**ASSIGNMENT:** Go through the entries and copy every line that has the string "DeviceBound" in it.

** Opening DATA LISTING block **

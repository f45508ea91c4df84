//! The seam between [`StorageFacade`](crate::StorageFacade) and a provider.

use std::path::Path;
use std::time::Duration;

use async_trait::async_trait;
use awsfacade_core::{FacadeResult, Page, PageRequest};

use crate::types::{BucketHandle, ObjectHandle, ObjectVersionRef, VersioningStatus};

/// Object storage operations, one provider request each.
///
/// Implemented by [`SdkStorage`](crate::SdkStorage) over `aws-sdk-s3` and by
/// [`MemoryStorage`](crate::MemoryStorage) for tests and offline use.
#[async_trait]
pub trait StorageBackend: Send + Sync + std::fmt::Debug {
    /// Create a bucket in `region`.
    async fn create_bucket(&self, name: &str, region: &str) -> FacadeResult<()>;

    /// All buckets visible to the credential.
    async fn list_buckets(&self) -> FacadeResult<Vec<BucketHandle>>;

    /// Delete an (empty) bucket.
    async fn delete_bucket(&self, name: &str) -> FacadeResult<()>;

    /// Block until the provider no longer reports the bucket.
    async fn wait_bucket_absent(&self, name: &str, max_wait: Duration) -> FacadeResult<()>;

    /// Set the bucket versioning status.
    async fn put_versioning(&self, bucket: &str, status: VersioningStatus) -> FacadeResult<()>;

    /// Read the bucket versioning status.
    async fn get_versioning(&self, bucket: &str) -> FacadeResult<VersioningStatus>;

    /// Stream a local file into `key`.
    async fn upload_file(&self, bucket: &str, key: &str, source: &Path)
    -> FacadeResult<ObjectHandle>;

    /// Stream `key` (optionally a specific version) into the local file `dest`.
    async fn download_file(
        &self,
        bucket: &str,
        key: &str,
        version_id: Option<&str>,
        dest: &Path,
    ) -> FacadeResult<ObjectHandle>;

    /// One page of latest-version objects, optionally under `prefix`.
    async fn list_objects(
        &self,
        bucket: &str,
        prefix: Option<&str>,
        page: &PageRequest,
    ) -> FacadeResult<Page<ObjectHandle>>;

    /// One page of version records (objects and delete markers).
    async fn list_object_versions(
        &self,
        bucket: &str,
        prefix: Option<&str>,
        page: &PageRequest,
    ) -> FacadeResult<Page<ObjectVersionRef>>;

    /// Delete one key, or one version of it.
    async fn delete_object(
        &self,
        bucket: &str,
        key: &str,
        version_id: Option<&str>,
    ) -> FacadeResult<()>;

    /// Delete the given version records in a single batch request.
    ///
    /// Returns how many the provider confirmed deleted. Callers must not pass
    /// more than [`MAX_DELETE_BATCH`](crate::MAX_DELETE_BATCH) records.
    async fn delete_object_versions(
        &self,
        bucket: &str,
        targets: &[ObjectVersionRef],
    ) -> FacadeResult<usize>;
}
//! The seam between [`TableFacade`](crate::TableFacade) and a provider.

use std::time::Duration;

use async_trait::async_trait;
use awsfacade_core::FacadeResult;

use crate::expression::{Condition, KeyCondition, UpdateSet};
use crate::types::{Item, ItemPage, ItemPageRequest, KeySchema, TableHandle};

/// Key-value table operations, one provider request each.
///
/// Keys are passed as rendered attribute maps; validation against the key
/// schema happens in the facade.
#[async_trait]
pub trait TableBackend: Send + Sync + std::fmt::Debug {
    /// Create a table with fixed provisioned throughput.
    async fn create_table(
        &self,
        name: &str,
        key_schema: &KeySchema,
        read_units: i64,
        write_units: i64,
    ) -> FacadeResult<TableHandle>;

    /// Block until the table reports active.
    async fn wait_table_active(&self, name: &str, max_wait: Duration) -> FacadeResult<()>;

    /// Describe a table; [`FacadeError::NotFound`](awsfacade_core::FacadeError::NotFound)
    /// when it does not exist.
    async fn describe_table(&self, name: &str) -> FacadeResult<TableHandle>;

    /// Start deleting a table.
    async fn delete_table(&self, name: &str) -> FacadeResult<()>;

    /// Block until the table is gone.
    async fn wait_table_absent(&self, name: &str, max_wait: Duration) -> FacadeResult<()>;

    /// Write an item, replacing any item with the same key.
    async fn put_item(&self, table: &str, item: Item) -> FacadeResult<()>;

    /// Read an item by key.
    async fn get_item(&self, table: &str, key: Item) -> FacadeResult<Option<Item>>;

    /// Apply a `SET` update to the item at `key`, creating it if absent.
    async fn update_item(&self, table: &str, key: Item, update: &UpdateSet) -> FacadeResult<()>;

    /// Delete the item at `key`, returning what was removed.
    async fn delete_item(&self, table: &str, key: Item) -> FacadeResult<Option<Item>>;

    /// Put up to [`MAX_BATCH_WRITE`](crate::MAX_BATCH_WRITE) items in one
    /// request. Returns the items the provider left unprocessed.
    async fn batch_put(&self, table: &str, items: Vec<Item>) -> FacadeResult<Vec<Item>>;

    /// One page of items matching `key`, then `filter`.
    async fn query(
        &self,
        table: &str,
        key: &KeyCondition,
        filter: Option<&Condition>,
        page: &ItemPageRequest,
    ) -> FacadeResult<ItemPage>;

    /// One page of the whole table, filtered.
    async fn scan(
        &self,
        table: &str,
        filter: Option<&Condition>,
        page: &ItemPageRequest,
    ) -> FacadeResult<ItemPage>;
}
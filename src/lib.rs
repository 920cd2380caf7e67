//! Host-side OpenCL execution engine for a Keccak proof-of-work search.
//!
//! The crate drives one accelerator device per [`scheduler::ClMiner`]:
//! enumerate devices with a [`catalog::DeviceCatalog`], hand each miner a
//! [`farm::Farm`] implementation for work and solutions, and `kick` the miner
//! whenever new work lands. The scheduler keeps one kernel launch in flight
//! while harvesting the results of the previous one.

pub mod catalog;
pub mod error;
pub mod farm;
pub mod results;
pub mod scheduler;
pub mod session;
pub mod types;

mod program;
mod signal;

pub use catalog::{ClDeviceKind, ClPlatformKind, DeviceCatalog, DeviceDescriptor};
pub use error::{MinerError, Result};
pub use farm::Farm;
pub use scheduler::{ClMiner, MinerState};
pub use session::{DeviceSession, ExecutionMode, HwMonitorInfo, MonitorKind, Settings};
pub use types::{Solution, WorkPackage};
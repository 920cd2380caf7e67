//! Enumeration and classification of OpenCL compute devices.
//!
//! The catalog is keyed by a stable per-device identity (PCI address where
//! the vendor exposes one) so repeated scans merge into the same entries and
//! externally assigned monitor bindings survive a rescan.

use std::collections::BTreeMap;

use anyhow::anyhow;
use cl3::info_type::InfoType;
use log::{debug, warn};
use opencl3::device::{Device, CL_DEVICE_TYPE_ACCELERATOR, CL_DEVICE_TYPE_CPU, CL_DEVICE_TYPE_GPU};
use opencl3::error_codes::CL_DEVICE_NOT_FOUND;
use opencl3::platform::{get_platforms, Platform};
use opencl3::types::cl_device_id;

use crate::error::Result;

// Vendor device-info extensions with no typed accessor.
const CL_DEVICE_COMPUTE_CAPABILITY_MAJOR_NV: u32 = 0x4000;
const CL_DEVICE_COMPUTE_CAPABILITY_MINOR_NV: u32 = 0x4001;
const CL_DEVICE_PCI_BUS_ID_NV: u32 = 0x4008;
const CL_DEVICE_PCI_SLOT_ID_NV: u32 = 0x4009;
const CL_DEVICE_TOPOLOGY_AMD: u32 = 0x4037;

#[derive(Debug, Clone, Copy, PartialEq, Eq)]
pub enum ClPlatformKind {
    Amd,
    Clover,
    Nvidia,
    Intel,
}

impl ClPlatformKind {
    /// Numeric code injected into the kernel as the `PLATFORM` macro.
    pub fn code(self) -> u32 {
        match self {
            ClPlatformKind::Clover => 1,
            ClPlatformKind::Amd => 2,
            ClPlatformKind::Nvidia => 3,
            ClPlatformKind::Intel => 4,
        }
    }
}

#[derive(Debug, Clone, Copy, PartialEq, Eq)]
pub enum ClDeviceKind {
    Gpu,
    Cpu,
    Accelerator,
}

/// Everything the session and program builder need to know about one device,
/// captured at scan time.
#[derive(Debug, Clone)]
pub struct DeviceDescriptor {
    pub name: String,
    pub unique_id: String,
    pub platform_kind: ClPlatformKind,
    pub device_kind: ClDeviceKind,
    pub platform_name: String,
    pub platform_version: String,
    pub platform_major: u32,
    pub platform_minor: u32,
    /// Index of the parent platform in enumeration order.
    pub platform_ordinal: usize,
    /// Index of the device within its platform in enumeration order.
    pub device_ordinal: usize,
    pub device_version: String,
    pub total_memory: u64,
    pub max_mem_alloc: u64,
    pub max_work_group_size: usize,
    pub max_compute_units: u32,
    /// NVIDIA compute capability, zero elsewhere.
    pub nv_compute_major: u32,
    pub nv_compute_minor: u32,
    /// Slot for an externally bound hardware-monitor index; preserved when a
    /// rescan refreshes the rest of the entry.
    pub monitor_index: Option<u32>,
}

impl DeviceDescriptor {
    pub fn nv_compute(&self) -> String {
        format!("{}.{}", self.nv_compute_major, self.nv_compute_minor)
    }
}

#[derive(Debug, Default)]
pub struct DeviceCatalog {
    devices: BTreeMap<String, DeviceDescriptor>,
}
//! Per-device mining scheduler: one thread driving the double-buffered
//! poll/launch loop against a bound device.

use std::sync::atomic::{AtomicBool, AtomicU64, Ordering};
use std::sync::{Arc, Mutex};
use std::thread::{self, JoinHandle};
use std::time::{Duration, Instant};

use anyhow::anyhow;
use log::{debug, error, info, warn};

use crate::catalog::DeviceDescriptor;
use crate::error::{MinerError, Result};
use crate::farm::Farm;
use crate::program::EpochProgram;
use crate::results::{AbortHandle, Harvest};
use crate::session::{DeviceSession, ExecutionMode, Settings};
use crate::signal::WakeSignal;
use crate::types::{Solution, WorkPackage, START_NONCE_MASK};

/// How long the scheduler parks when the farm has nothing, and how often a
/// paused or idle thread rechecks the stop flag.
const WORK_WAIT: Duration = Duration::from_secs(3);

#[derive(Debug, Clone, Copy, PartialEq, Eq)]
pub enum MinerState {
    Uninitialized,
    DeviceBound,
    ProgramBuilt,
    Running,
    Paused,
    Stopped,
}

/// Accumulated hash counter with a windowed rate snapshot on top.
#[derive(Debug)]
pub struct HashRate {
    count: AtomicU64,
    window: Mutex<RateWindow>,
}

#[derive(Debug)]
struct RateWindow {
    since: Instant,
    rate: f64,
}

impl HashRate {
    fn new() -> Self {
        Self {
            count: AtomicU64::new(0),
            window: Mutex::new(RateWindow {
                since: Instant::now(),
                rate: 0.0,
            }),
        }
    }

    fn note(&self, hashes: u64) {
        self.count.fetch_add(hashes, Ordering::Relaxed);
    }

    /// Hashes accumulated since the last call, resetting the counter.
    pub fn take_hashes(&self) -> u64 {
        self.count.swap(0, Ordering::Relaxed)
    }

    /// Hashes per second over the window since the previous sample.
    pub fn sample(&self) -> f64 {
        let mut window = self.window.lock().unwrap();
        let now = Instant::now();
        let taken = self.take_hashes();
        let secs = now.duration_since(window.since).as_secs_f64();
        window.since = now;
        if secs > 0.0 {
            window.rate = taken as f64 / secs;
        }
        window.rate
    }
}

struct MinerShared {
    tag: String,
    stop: AtomicBool,
    state: Mutex<MinerState>,
    wake: WakeSignal,
    /// Installed while a persistent-kernel program is live; lets `kick` poke
    /// the in-buffer abort flag from the owner thread.
    abort: Mutex<Option<AbortHandle>>,
    rate: HashRate,
}

impl MinerShared {
    fn set_state(&self, state: MinerState) {
        *self.state.lock().unwrap() = state;
    }

    fn stopping(&self) -> bool {
        self.stop.load(Ordering::Relaxed)
    }
}

/// One OpenCL device miner. Owns the scheduler thread; `kick` is the owner's
/// signal that the farm has new work (or that the current work is stale).
pub struct ClMiner {
    index: usize,
    descriptor: DeviceDescriptor,
    settings: Settings,
    farm: Arc<dyn Farm>,
    shared: Arc<MinerShared>,
    handle: Option<JoinHandle<()>>,
}

impl ClMiner {
    pub fn new(
        index: usize,
        descriptor: DeviceDescriptor,
        settings: Settings,
        farm: Arc<dyn Farm>,
    ) -> Self {
        let shared = Arc::new(MinerShared {
            tag: format!("cl-{index}"),
            stop: AtomicBool::new(false),
            state: Mutex::new(MinerState::Uninitialized),
            wake: WakeSignal::new(),
            abort: Mutex::new(None),
            rate: HashRate::new(),
        });
        Self {
            index,
            descriptor,
            settings,
            farm,
            shared,
            handle: None,
        }
    }

    pub fn descriptor(&self) -> &DeviceDescriptor {
        &self.descriptor
    }

    pub fn state(&self) -> MinerState {
        *self.shared.state.lock().unwrap()
    }

    pub fn take_hashes(&self) -> u64 {
        self.shared.rate.take_hashes()
    }

    pub fn hashrate(&self) -> f64 {
        self.shared.rate.sample()
    }

    /// Spawn the scheduler thread. Idempotent once running.
    pub fn start(&mut self) -> Result<()> {
        if self.handle.is_some() {
            return Ok(());
        }
        self.shared.stop.store(false, Ordering::Relaxed);
        self.shared.wake.drain();

        let shared = Arc::clone(&self.shared);
        let descriptor = self.descriptor.clone();
        let settings = self.settings.clone();
        let farm = Arc::clone(&self.farm);
        let index = self.index;
        let handle = thread::Builder::new()
            .name(self.shared.tag.clone())
            .spawn(move || worker(shared, descriptor, settings, farm, index))
            .map_err(|err| anyhow!("failed to spawn scheduler thread: {err}"))?;
        self.handle = Some(handle);
        Ok(())
    }

    /// Wake the scheduler: new work is available or the current package went
    /// stale. On a persistent-kernel device this also sets the in-buffer
    /// abort flag so the running kernel drains early.
    pub fn kick(&self) {
        if let Some(abort) = self.shared.abort.lock().unwrap().as_ref() {
            if let Err(err) = abort.signal_abort() {
                warn!("{} abort signal failed: {err}", self.shared.tag);
            }
        }
        self.shared.wake.notify();
    }

    /// Request shutdown and join the scheduler thread.
    pub fn stop(&mut self) {
        self.shared.stop.store(true, Ordering::Relaxed);
        self.kick();
        if let Some(handle) = self.handle.take() {
            let _ = handle.join();
        }
    }
}

impl Drop for ClMiner {
    fn drop(&mut self) {
        self.stop();
    }
}

/// The work package a launch was bound to, with the masked start nonce its
/// arguments carried. Harvested results are interpreted against this, one
/// iteration behind the launch that is currently in flight.
struct BoundWork {
    work: WorkPackage,
    start_nonce: u64,
    target: u64,
}

/// Reconstruct solutions from a harvest, skipping a repeat of the last
/// reported nonce. Results are interpreted against the launch the harvest
/// belongs to, not the launch just enqueued.
fn extract_solutions(
    harvest: &Harvest,
    bound: &BoundWork,
    last_nonce: &mut Option<u64>,
    device_index: usize,
) -> Vec<Solution> {
    let mut solutions = Vec::new();
    for result in &harvest.results {
        let nonce = (bound.start_nonce << 32) | u64::from(result.gid);
        if *last_nonce == Some(nonce) {
            continue;
        }
        *last_nonce = Some(nonce);
        solutions.push(Solution {
            nonce,
            mix_hash: result.mix_bytes(),
            work: bound.work.clone(),
            found_at: Instant::now(),
            device_index,
        });
    }
    solutions
}

fn worker(
    shared: Arc<MinerShared>,
    descriptor: DeviceDescriptor,
    settings: Settings,
    farm: Arc<dyn Farm>,
    index: usize,
) {
    let session = match DeviceSession::open(&descriptor, &settings) {
        Ok(session) => session,
        Err(err) => {
            error!("{} failed to bind device: {err}", shared.tag);
            shared.set_state(MinerState::Stopped);
            return;
        }
    };
    shared.set_state(MinerState::DeviceBound);

    if let Err(err) = mine(&shared, &session, farm.as_ref(), index) {
        error!("{} scheduler stopped on error: {err}", shared.tag);
    }
    shared.set_state(MinerState::Stopped);
}

fn mine(
    shared: &MinerShared,
    session: &DeviceSession,
    farm: &dyn Farm,
    index: usize,
) -> Result<()> {
    let mut program: Option<EpochProgram> = None;
    let result = mining_loop(shared, session, farm, index, &mut program);

    // Release the raw abort handles before the objects they point into.
    *shared.abort.lock().unwrap() = None;
    if let Some(program) = program.take() {
        let _ = program.finish();
    }
    result
}

fn mining_loop(
    shared: &MinerShared,
    session: &DeviceSession,
    farm: &dyn Farm,
    index: usize,
    program: &mut Option<EpochProgram>,
) -> Result<()> {
    let mut program_epoch = 0u64;
    let mut bound: Option<BoundWork> = None;
    let mut last_nonce: Option<u64> = None;
    let mut next_nonce = 0u64;
    let mut announced_idle = false;

    while !shared.stopping() {
        // Harvest whatever the in-flight launch has produced so far.
        let harvest = match program.as_mut() {
            Some(program) => program.poll(session.mode)?,
            None => Harvest::default(),
        };
        if let Some(bound) = &bound {
            for solution in extract_solutions(&harvest, bound, &mut last_nonce, index) {
                info!(
                    "{} solution 0x{:016x} (header 0x{:02x}{:02x}…)",
                    shared.tag, solution.nonce, bound.work.header[0], bound.work.header[1]
                );
                farm.submit_proof(solution);
            }
            match session.mode {
                ExecutionMode::PersistentKernel => {
                    shared.rate.note(session.global_work_size as u64);
                }
                ExecutionMode::SingleShot => {
                    shared
                        .rate
                        .note(session.local_work_size as u64 * u64::from(harvest.hash_count));
                }
            }
        }

        let Some(work) = farm.work() else {
            if !announced_idle {
                info!("{} no work available; waiting", shared.tag);
                announced_idle = true;
            }
            shared.wake.wait_timeout(WORK_WAIT);
            continue;
        };
        announced_idle = false;

        // An epoch change invalidates the compiled kernel.
        if program.is_none() || program_epoch != work.epoch {
            *shared.abort.lock().unwrap() = None;
            *program = None;
            bound = None;

            match EpochProgram::build(session) {
                Ok(built) => {
                    if session.mode == ExecutionMode::PersistentKernel {
                        *shared.abort.lock().unwrap() = Some(built.abort_handle());
                    }
                    *program = Some(built);
                    program_epoch = work.epoch;
                    shared.set_state(MinerState::ProgramBuilt);
                }
                Err(MinerError::Build { log }) => {
                    error!("{} kernel build failed:\n{log}", shared.tag);
                    shared.set_state(MinerState::Paused);
                    // Parked until the owner kicks us with fresh work.
                    while !shared.stopping() {
                        if shared.wake.wait_timeout(WORK_WAIT) {
                            break;
                        }
                    }
                    continue;
                }
                Err(err) => return Err(err),
            }
        }
        let current = program.as_mut().ok_or_else(|| anyhow!("program not built"))?;

        // New header: rebind target and start nonce before the next launch.
        let switched = bound.as_ref().map(|b| b.work.header) != Some(work.header);
        let target = if switched {
            let switch_started = Instant::now();
            let Some(target) = work.target() else {
                error!("{} work package carries a zero target; ignoring it", shared.tag);
                bound = None;
                shared.wake.wait_timeout(WORK_WAIT);
                continue;
            };
            next_nonce = work.start_nonce & START_NONCE_MASK;
            current.push_header(&work.header)?;
            current.reset_counters()?;
            debug!(
                "{} work switch in {} us",
                shared.tag,
                switch_started.elapsed().as_micros()
            );
            target
        } else {
            match bound.as_ref() {
                Some(b) => b.target,
                None => continue,
            }
        };

        current.launch(
            target,
            next_nonce as u32,
            session.global_work_size,
            session.local_work_size,
        )?;
        shared.set_state(MinerState::Running);

        bound = Some(BoundWork {
            work,
            start_nonce: next_nonce,
            target,
        });
        next_nonce += 1;
    }
    Ok(())
}

#[cfg(test)]
mod tests {
    use super::*;
    use crate::results::SearchResult;

    fn bound_work(start_nonce: u64) -> BoundWork {
        BoundWork {
            work: WorkPackage {
                epoch: 7,
                header: [0xab; 32],
                boundary: {
                    let mut b = [0u8; 32];
                    b[4] = 1;
                    b
                },
                start_nonce,
            },
            start_nonce: start_nonce & START_NONCE_MASK,
            target: 0x0100_0000,
        }
    }

    fn harvest_with_gids(gids: &[u32]) -> Harvest {
        Harvest {
            results: gids
                .iter()
                .map(|&gid| SearchResult { gid, mix: [gid; 8] })
                .collect(),
            hash_count: 0,
        }
    }

    #[test]
    fn nonce_combines_start_nonce_and_gid() {
        let bound = bound_work(0x1234);
        let mut last = None;
        let solutions =
            extract_solutions(&harvest_with_gids(&[0xdead_beef]), &bound, &mut last, 0);
        assert_eq!(solutions.len(), 1);
        assert_eq!(solutions[0].nonce, (0x1234u64 << 32) | 0xdead_beef);
        assert_eq!(solutions[0].work.epoch, 7);
    }

    #[test]
    fn repeated_nonce_is_deduplicated() {
        let bound = bound_work(5);
        let mut last = None;
        let first = extract_solutions(&harvest_with_gids(&[42]), &bound, &mut last, 0);
        assert_eq!(first.len(), 1);

        // The kernel can report the same candidate again before the reset
        // lands; the repeat is dropped.
        let again = extract_solutions(&harvest_with_gids(&[42]), &bound, &mut last, 0);
        assert!(again.is_empty());

        let fresh = extract_solutions(&harvest_with_gids(&[43]), &bound, &mut last, 0);
        assert_eq!(fresh.len(), 1);
    }

    #[test]
    fn dedup_only_suppresses_consecutive_repeats() {
        let bound = bound_work(5);
        let mut last = None;
        let solutions = extract_solutions(&harvest_with_gids(&[1, 1, 2, 1]), &bound, &mut last, 0);
        let nonces: Vec<u64> = solutions.iter().map(|s| s.nonce & 0xffff_ffff).collect();
        assert_eq!(nonces, [1, 2, 1]);
    }

    #[test]
    fn start_nonce_is_masked_to_31_bits() {
        let bound = bound_work(u64::MAX);
        assert_eq!(bound.start_nonce, 0x7fff_ffff);
    }

    #[test]
    fn hash_rate_accumulates_and_swaps() {
        let rate = HashRate::new();
        rate.note(100);
        rate.note(28);
        assert_eq!(rate.take_hashes(), 128);
        assert_eq!(rate.take_hashes(), 0);
    }

    #[test]
    fn hash_rate_sample_is_finite() {
        let rate = HashRate::new();
        rate.note(1 << 20);
        std::thread::sleep(Duration::from_millis(10));
        let sample = rate.sample();
        assert!(sample.is_finite());
        assert!(sample > 0.0);
    }
}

** Closing DATA LISTING block **

**SOLUTION TO THIS EXERCISE:**
    DeviceBound,
    shared.set_state(MinerState::DeviceBound);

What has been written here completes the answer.